5 Medical Conditions That Can Cause Secondary Insomnia
Insomnia in Queens sometimes occurs as “primary idiopathic insomnia,” in which case it occurs by itself and its underlying causes are often difficult to identify. However, insomnia can also occur secondary to several organic medical conditions. In these cases, it is a symptom of another disease, rather than something that occurs in and of itself. These five medical conditions commonly cause insomnia as a side effect.
#1: Alcohol Abuse and Dependence
Insomnia in Queens can often occur as a side effect of chronic prolonged alcohol abuse. Although many people occasionally use low doses of alcohol as a “nightcap” to aid in sleep onset, alcohol actually disrupts normal sleep architecture and can reduce the quality of a night’s sleep. People who struggle with alcohol addiction often report that they awaken frequently during the night, and tend to experience fatigue during the day. Alcohol withdrawal can also cause pronounced insomnia. Interestingly, studies have found that melatonin secretion is decreased in many alcoholics, which may contribute to the insomnia.
#2: Alzheimer’s Disease
Alzheimer’s disease is a highly prevalent neurodegenerative disorder in Queens. In Alzheimer’s, neurofibrillary “plaques” develop in the brain, resulting in a progressive decline of memory and cognitive functions. Insomnia is very common among Alzheimer’s patients in Queens, and tends to vary according to the stage of the disease. In the early stages of Alzheimer’s, the person may sleep more than usual, or may find that they wake up feeling confused and disoriented. Later phases of the disease tend to involve frequent nighttime awakenings and poor quality of sleep. Alzheimer’s patients in the more advanced stages also tend to display a phenomenon called “sun downing,” in which they become increasingly agitated and disoriented around sunset. Although the reasons for insomnia in Alzheimer’s disease are not yet fully understood, there is some evidence to suggest that it may involve dysregulation of the body’s circadian “clock.”
#3: Parkinson’s Disease
Parkinson’s disease is a neurodegenerative disorder that causes the loss of cells in the brain that control movement. Insomnia is common in Parkinson’s disease patients in Queens, and sleep problems can often begin before the motor symptoms of the disease begin to manifest. Insomnia in Parkinson’s disease is often accompanied by excessive daytime sleepiness. Other sleep disorders related to insomnia often occur comorbidly in Parkinson’s patients in Queens. These include REM Sleep Behavior Disorder, in which the person acts out their dreams; sleep apnea; and Periodic Limb Movement Disorder, which is characterized by abnormal arm and leg movements that can disrupt sleep.
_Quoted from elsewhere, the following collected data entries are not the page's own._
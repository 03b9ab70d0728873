use std::time::Instant;

use crate::constants::{AMD_ENERGY_CORE_MSR, AMD_ENERGY_PKG_MSR};

/// Which energy counter a sample was taken from
#[derive(Debug, Clone, Copy, PartialEq, Eq)]
pub enum EnergyChannel {
	Core,
	Package,
}

impl EnergyChannel {
	/// MSR address of the counter
	pub const fn register(self) -> u64 {
		match self {
			EnergyChannel::Core => AMD_ENERGY_CORE_MSR,
			EnergyChannel::Package => AMD_ENERGY_PKG_MSR,
		}
	}
}

/// A raw energy counter value
#[derive(Debug, Clone, Copy, PartialEq, Eq)]
pub struct EnergySample {
	pub channel: EnergyChannel,
	pub raw: u64,
}

/// Both counters as seen from one core's handle
#[derive(Debug, Clone, Copy, PartialEq, Eq)]
pub struct CoreEnergy {
	pub core: usize,
	pub package_id: u32,
	pub core_energy: EnergySample,
	pub package_energy: EnergySample,
}

/// Snapshot of energy readings from CPU registers
///
/// One pass over every sampled core, in index order, stamped with the moment
/// the pass started.
#[derive(Debug, Clone)]
pub struct EnergySnapshot {
	pub taken_at: Instant,
	pub cores: Vec<CoreEnergy>,
}
//! Error types for topology detection and MSR access.

use std::io;
use std::path::PathBuf;

use crate::constants::{EXIT_IO_FAILURE, EXIT_MSR_UNSUPPORTED, EXIT_NO_SUCH_CORE};

pub type Result<T> = std::result::Result<T, Error>;

/// Errors that can occur while measuring power.
#[derive(Debug, thiserror::Error)]
#[non_exhaustive]
pub enum Error {
	/// The requested core has no MSR device.
	#[error("rdmsr: No CPU {core}")]
	CoreNotFound { core: usize },

	/// The MSR device exists but the CPU rejects register access.
	#[error("rdmsr: CPU {core} doesn't support MSRs")]
	MsrUnsupported { core: usize },

	/// Any other failure opening or reading an MSR device.
	#[error("rdmsr: {}: {source}", .path.display())]
	Io { path: PathBuf, source: io::Error },

	/// A register read returned fewer than eight bytes.
	#[error("rdmsr: short read of register {register:#x} on CPU {core} ({read} bytes)")]
	ShortRead { core: usize, register: u64, read: usize },

	/// A topology attribute exists but could not be read or parsed.
	#[error("failed to read topology from {}: {detail}", .path.display())]
	Topology { path: PathBuf, detail: String },

	/// The report could not be written to standard output.
	#[error("failed to write report: {0}")]
	Output(#[source] io::Error),

	/// The core selection left nothing to sample.
	#[error("no cores selected for sampling")]
	NoCores,
}

impl Error {
	/// Process exit status for this failure class.
	pub fn exit_code(&self) -> i32 {
		match self {
			Error::CoreNotFound { .. } => EXIT_NO_SUCH_CORE,
			Error::MsrUnsupported { .. } => EXIT_MSR_UNSUPPORTED,
			Error::Io { .. }
			| Error::ShortRead { .. }
			| Error::Topology { .. }
			| Error::Output(_)
			| Error::NoCores => EXIT_IO_FAILURE,
		}
	}
}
#4: Gastro esophageal Reflux Disease (GERD)
Gastro esophageal Reflux Disease (GERD), also known as acid reflux, is commonly associated with insomnia in Queens. People with GERD often have trouble sleeping due to nighttime heartburn, which can be exacerbated by lying down. For people with this condition in Queens, avoiding heartburn triggers like onions and spicy foods, as well as avoiding large meals too soon before going to sleep, can help reduce the occurrence of insomnia due to acid reflux symptoms.
Fibromyalgia is a disorder characterized primarily by pain, especially in up to 18 discrete “tender points” found across the body, as well as a variety of other symptoms including depression, digestive problems, cognitive dysfunction, and chronic fatigue. Fibromyalgia patients in Queens frequently struggle with insomnia, often due to pain or mood issues that make it difficult to go to sleep. People with fibromyalgia also tend to sleep poorly, which contributes to fatigue and daytime sleepiness.